Transcribe all records, preserving every character.

Start of Source data

//! Milestone generation from finished weekly plans.

use crate::types::{Importance, Milestone, MilestoneType, WeeklyPlan};

const SCORE_CHECKPOINTS: [f64; 4] = [0.25, 0.5, 0.75, 1.0];
const MASTERY_MILESTONE_PRIORITY: f64 = 0.7;

pub struct MilestoneGenerator;

impl MilestoneGenerator {
    pub fn generate(
        weekly_plans: &[WeeklyPlan],
        total_weeks: u32,
        hours_per_week: u32,
        current_score: f64,
        target_score: f64,
    ) -> Vec<Milestone> {
        let score_gap = target_score - current_score;
        let mut milestones = vec![Milestone {
            week_number: 1,
            milestone_type: MilestoneType::Consistency,
            target: hours_per_week as f64,
            description: format!("Complete {hours_per_week} hours of study in the first week"),
            importance: Importance::Important,
        }];

        for p in SCORE_CHECKPOINTS {
            let week = (total_weeks as f64 * p).floor() as u32;
            if week == 0 {
                continue;
            }
            let target = current_score + score_gap * p;
            milestones.push(Milestone {
                week_number: week,
                milestone_type: MilestoneType::Score,
                target,
                description: format!("Reach a practice score of {target:.0}"),
                importance: if p >= 1.0 {
                    Importance::Critical
                } else {
                    Importance::Important
                },
            });
        }

        for plan in weekly_plans {
            let key: Vec<_> = plan
                .topics
                .iter()
                .filter(|t| t.priority > MASTERY_MILESTONE_PRIORITY)
                .collect();
            if key.is_empty() {
                continue;
            }
            let target = key.iter().map(|t| t.mastery.expected).sum::<f64>() / key.len() as f64;
            let names: Vec<&str> = key.iter().map(|t| t.topic_id.as_str()).collect();
            milestones.push(Milestone {
                week_number: plan.week_number,
                milestone_type: MilestoneType::Mastery,
                target,
                description: format!("Raise mastery of {} to {target:.2}", names.join(", ")),
                importance: Importance::Normal,
            });
        }

        milestones.sort_by_key(|m| m.week_number);

        tracing::debug!(count = milestones.len(), "milestones generated");
        milestones
    }
}

#[cfg(test)]
mod tests {
    use super::*;
    use crate::types::{MasteryProjection, Phase, StudySplit, TopicAllocation};
    use chrono::NaiveDate;

    fn plan(week: u32, priorities: &[f64]) -> WeeklyPlan {
        let start = NaiveDate::from_ymd_opt(2026, 1, 5).unwrap();
        WeeklyPlan {
            week_number: week,
            start_date: start,
            end_date: start,
            phase: Phase::Building,
            total_hours: 10.0,
            topics: priorities
                .iter()
                .enumerate()
                .map(|(i, &priority)| TopicAllocation {
                    topic_id: format!("T{i}"),
                    hours: 1.0,
                    priority,
                    mastery: MasteryProjection {
                        current: 0.4,
                        target: 0.6,
                        expected: 0.42,
                    },
                    split: StudySplit {
                        concept: 0.4,
                        practice: 0.4,
                        review: 0.2,
                    },
                })
                .collect(),
            practices: vec![],
            mock_exams: vec![],
            goals: vec![],
            expected_progress: 150.0,
        }
    }

    fn count(milestones: &[Milestone], kind: MilestoneType) -> usize {
        milestones.iter().filter(|m| m.milestone_type == kind).count()
    }

    #[test]
    fn test_four_score_milestones() {
        let plans: Vec<WeeklyPlan> = (1..=8).map(|w| plan(w, &[])).collect();
        let ms = MilestoneGenerator::generate(&plans, 8, 10, 150.0, 170.0);
        assert_eq!(count(&ms, MilestoneType::Score), 4);
        assert_eq!(count(&ms, MilestoneType::Consistency), 1);

        let scores: Vec<&Milestone> = ms
            .iter()
            .filter(|m| m.milestone_type == MilestoneType::Score)
            .collect();
        let weeks: Vec<u32> = scores.iter().map(|m| m.week_number).collect();
        assert_eq!(weeks, vec![2, 4, 6, 8]);
        assert!((scores[0].target - 155.0).abs() < 1e-9);
        assert_eq!(scores[3].importance, Importance::Critical);
        assert_eq!(scores[1].importance, Importance::Important);
    }

    #[test]
    fn test_short_horizon_skips_week_zero() {
        let plans = vec![plan(1, &[]), plan(2, &[])];
        let ms = MilestoneGenerator::generate(&plans, 2, 10, 150.0, 170.0);
        let weeks: Vec<u32> = ms
            .iter()
            .filter(|m| m.milestone_type == MilestoneType::Score)
            .map(|m| m.week_number)
            .collect();
        assert_eq!(weeks, vec![1, 1, 2]);
    }

    #[test]
    fn test_mastery_milestones_for_high_priority_weeks() {
        let plans = vec![plan(1, &[0.8, 0.3]), plan(2, &[0.6]), plan(3, &[0.75, 0.9])];
        let ms = MilestoneGenerator::generate(&plans, 3, 10, 150.0, 160.0);
        let mastery: Vec<u32> = ms
            .iter()
            .filter(|m| m.milestone_type == MilestoneType::Mastery)
            .map(|m| m.week_number)
            .collect();
        assert_eq!(mastery, vec![1, 3]);
    }

    #[test]
    fn test_consistency_first() {
        let plans = vec![plan(1, &[])];
        let ms = MilestoneGenerator::generate(&plans, 1, 12, 150.0, 150.0);
        assert_eq!(ms[0].milestone_type, MilestoneType::Consistency);
        assert_eq!(ms[0].week_number, 1);
        assert_eq!(ms[0].target, 12.0);
    }
}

End of Source data

● **Your response**:
//! Milestone generation from finished weekly plans.

use crate::types::{Importance, Milestone, MilestoneType, WeeklyPlan};

const SCORE_CHECKPOINTS: [f64; 4] = [0.25, 0.5, 0.75, 1.0];
const MASTERY_MILESTONE_PRIORITY: f64 = 0.7;

pub struct MilestoneGenerator;

impl MilestoneGenerator {
    pub fn generate(
        weekly_plans: &[WeeklyPlan],
        total_weeks: u32,
        hours_per_week: u32,
        current_score: f64,
        target_score: f64,
    ) -> Vec<Milestone> {
        let score_gap = target_score - current_score;
        let mut milestones = vec![Milestone {
            week_number: 1,
            milestone_type: MilestoneType::Consistency,
            target: hours_per_week as f64,
            description: format!("Complete {hours_per_week} hours of study in the first week"),
            importance: Importance::Important,
        }];

        for p in SCORE_CHECKPOINTS {
            let week = (total_weeks as f64 * p).floor() as u32;
            if week == 0 {
                continue;
            }
            let target = current_score + score_gap * p;
            milestones.push(Milestone {
                week_number: week,
                milestone_type: MilestoneType::Score,
                target,
                description: format!("Reach a practice score of {target:.0}"),
                importance: if p >= 1.0 {
                    Importance::Critical
                } else {
                    Importance::Important
                },
            });
        }

        for plan in weekly_plans {
            let key: Vec<_> = plan
                .topics
                .iter()
                .filter(|t| t.priority > MASTERY_MILESTONE_PRIORITY)
                .collect();
            if key.is_empty() {
                continue;
            }
            let target = key.iter().map(|t| t.mastery.expected).sum::<f64>() / key.len() as f64;
            let names: Vec<&str> = key.iter().map(|t| t.topic_id.as_str()).collect();
            milestones.push(Milestone {
                week_number: plan.week_number,
                milestone_type: MilestoneType::Mastery,
                target,
                description: format!("Raise mastery of {} to {target:.2}", names.join(", ")),
                importance: Importance::Normal,
            });
        }

        milestones.sort_by_key(|m| m.week_number);

        tracing::debug!(count = milestones.len(), "milestones generated");
        milestones
    }
}

#[cfg(test)]
mod tests {
    use super::*;
    use crate::types::{MasteryProjection, Phase, StudySplit, TopicAllocation};
    use chrono::NaiveDate;

    fn plan(week: u32, priorities: &[f64]) -> WeeklyPlan {
        let start = NaiveDate::from_ymd_opt(2026, 1, 5).unwrap();
        WeeklyPlan {
            week_number: week,
            start_date: start,
            end_date: start,
            phase: Phase::Building,
            total_hours: 10.0,
            topics: priorities
                .iter()
                .enumerate()
                .map(|(i, &priority)| TopicAllocation {
                    topic_id: format!("T{i}"),
                    hours: 1.0,
                    priority,
                    mastery: MasteryProjection {
                        current: 0.4,
                        target: 0.6,
                        expected: 0.42,
                    },
                    split: StudySplit {
                        concept: 0.4,
                        practice: 0.4,
                        review: 0.2,
                    },
                })
                .collect(),
            practices: vec![],
            mock_exams: vec![],
            goals: vec![],
            expected_progress: 150.0,
        }
    }

    fn count(milestones: &[Milestone], kind: MilestoneType) -> usize {
        milestones.iter().filter(|m| m.milestone_type == kind).count()
    }

    #[test]
    fn test_four_score_milestones() {
        let plans: Vec<WeeklyPlan> = (1..=8).map(|w| plan(w, &[])).collect();
        let ms = MilestoneGenerator::generate(&plans, 8, 10, 150.0, 170.0);
        assert_eq!(count(&ms, MilestoneType::Score), 4);
        assert_eq!(count(&ms, MilestoneType::Consistency), 1);

        let scores: Vec<&Milestone> = ms
            .iter()
            .filter(|m| m.milestone_type == MilestoneType::Score)
            .collect();
        let weeks: Vec<u32> = scores.iter().map(|m| m.week_number).collect();
        assert_eq!(weeks, vec![2, 4, 6, 8]);
        assert!((scores[0].target - 155.0).abs() < 1e-9);
        assert_eq!(scores[3].importance, Importance::Critical);
        assert_eq!(scores[1].importance, Importance::Important);
    }

    #[test]
    fn test_short_horizon_skips_week_zero() {
        let plans = vec![plan(1, &[]), plan(2, &[])];
        let ms = MilestoneGenerator::generate(&plans, 2, 10, 150.0, 170.0);
        let weeks: Vec<u32> = ms
            .iter()
            .filter(|m| m.milestone_type == MilestoneType::Score)
            .map(|m| m.week_number)
            .collect();
        assert_eq!(weeks, vec![1, 1, 2]);
    }

    #[test]
    fn test_mastery_milestones_for_high_priority_weeks() {
        let plans = vec![plan(1, &[0.8, 0.3]), plan(2, &[0.6]), plan(3, &[0.75, 0.9])];
        let ms = MilestoneGenerator::generate(&plans, 3, 10, 150.0, 160.0);
        let mastery: Vec<u32> = ms
            .iter()
            .filter(|m| m.milestone_type == MilestoneType::Mastery)
            .map(|m| m.week_number)
            .collect();
        assert_eq!(mastery, vec![1, 3]);
    }

    #[test]
    fn test_consistency_first() {
        let plans = vec![plan(1, &[])];
        let ms = MilestoneGenerator::generate(&plans, 1, 12, 150.0, 150.0);
        assert_eq!(ms[0].milestone_type, MilestoneType::Consistency);
        assert_eq!(ms[0].week_number, 1);
        assert_eq!(ms[0].target, 12.0);
    }
}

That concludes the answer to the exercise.